I will be talking today about User Account Control UAC as most IT professionals don’t know the direct benefit of UAC.

The most basic element and direct benefit of UAC’s technology is to make users run as standard users instead of administrator users, simply making Windows more standard-user friendly. UAC is not a malware protection mechanism like most people think it is.

before UAC, in Windows XP, changing the time zone –actually even looking a the time zone with the time/date control panel applet- requires administrative rights.That is because Windows XP doesn’t differentiate between changing the time, which is a security sensitive operation,from changing the time zone, which merely affects the way that time is displayed.

In Windows 7,changing the time zone isn’t an administrative operation and the time/date control panel applet separates administrative operation from the standard user operations.Windows 7 goes further , making things like refreshing the system’s IP address, using Windows Update to install optional updates and driver, changing the display DPI, and viewing the current firewall settings accessible to standard users.

When UAC is enabled, all user accounts-including the administrative accounts- run with standard user rights. When you log to your machine using an administrative account, you will be given two access tokens ( standard token, and admin token). You will be using the standard token until you need to perform an action that requires administrative privilege. This is when elevation happens and you start using your admin token.

This also means that application developers must consider the fact that their software wont have administrative rights by default.This should remind them to design their application to work with standard user rights.If the application or parts of its functionality require administrative rights,it can leverage the elevation mechanism to enable the user to unlock that functionality.

Finally, elevation prompts also provide the benefit that they  “notify” the user when software wants to make changes to the system and it gives the user an opportunity to prevent it.Many people believe that this elevation prompts or consent prompts look and smell like a security feature and that they can prevent malware from gaining administrative rights. This is not true.


Why Secure Desktop ? As we have stated,the primary purpose of elevation is not security, it is convenience. If users had to switch accounts to perform administrative operations, either by logging into or Fast User Switching to an administrative account, most users would switch once and not switch back.
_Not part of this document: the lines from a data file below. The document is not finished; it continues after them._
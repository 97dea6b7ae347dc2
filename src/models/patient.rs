use chrono::NaiveDateTime;
use serde::{Deserialize, Serialize};
use uuid::Uuid;

use super::enums::CkdStage;

/// A patient followed for chronic kidney disease.
/// `patient_code` is the human-facing identifier (e.g. `CKD-2026-417`).
#[derive(Debug, Clone, Serialize, Deserialize)]
pub struct Patient {
    pub id: Uuid,
    pub full_name: String,
    pub age: i32,
    pub patient_code: String,
    pub ckd_stage: CkdStage,
    pub medical_history: Option<String>,
    pub created_at: NaiveDateTime,
    pub updated_at: NaiveDateTime,
}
The main reason for the switch to different secure desktop for the prompt is that standard user software cannot spoof the elevation prompt.The alternate desktop is called a “secure desktop”, because it is owned by the system rather than the user.

What’s different in Windows 7

Users (mainly IT people) can now execute more tasks with less number of prompts ! This is done by introducing two new UAC operating modes that are selectable in a new UAC configuration dialog.

The default level will prompt the user only when a non-Windows executable asks for elevation.This means you can do most of your management tasks with elevation prompts !

The next slider position down is the second new settings and has the same label except (d not dim my desktop) appended to it. The only difference between that and the default mode is that prompts happen on the user’s desktop rather than on the secure desktop.


The bottom slider position turns off UAC technologies altogether and the last setting (Always Notify) whish is the selection at the top of the slider, is identical to the Vista UAC mode, which will always  prompt for elevation.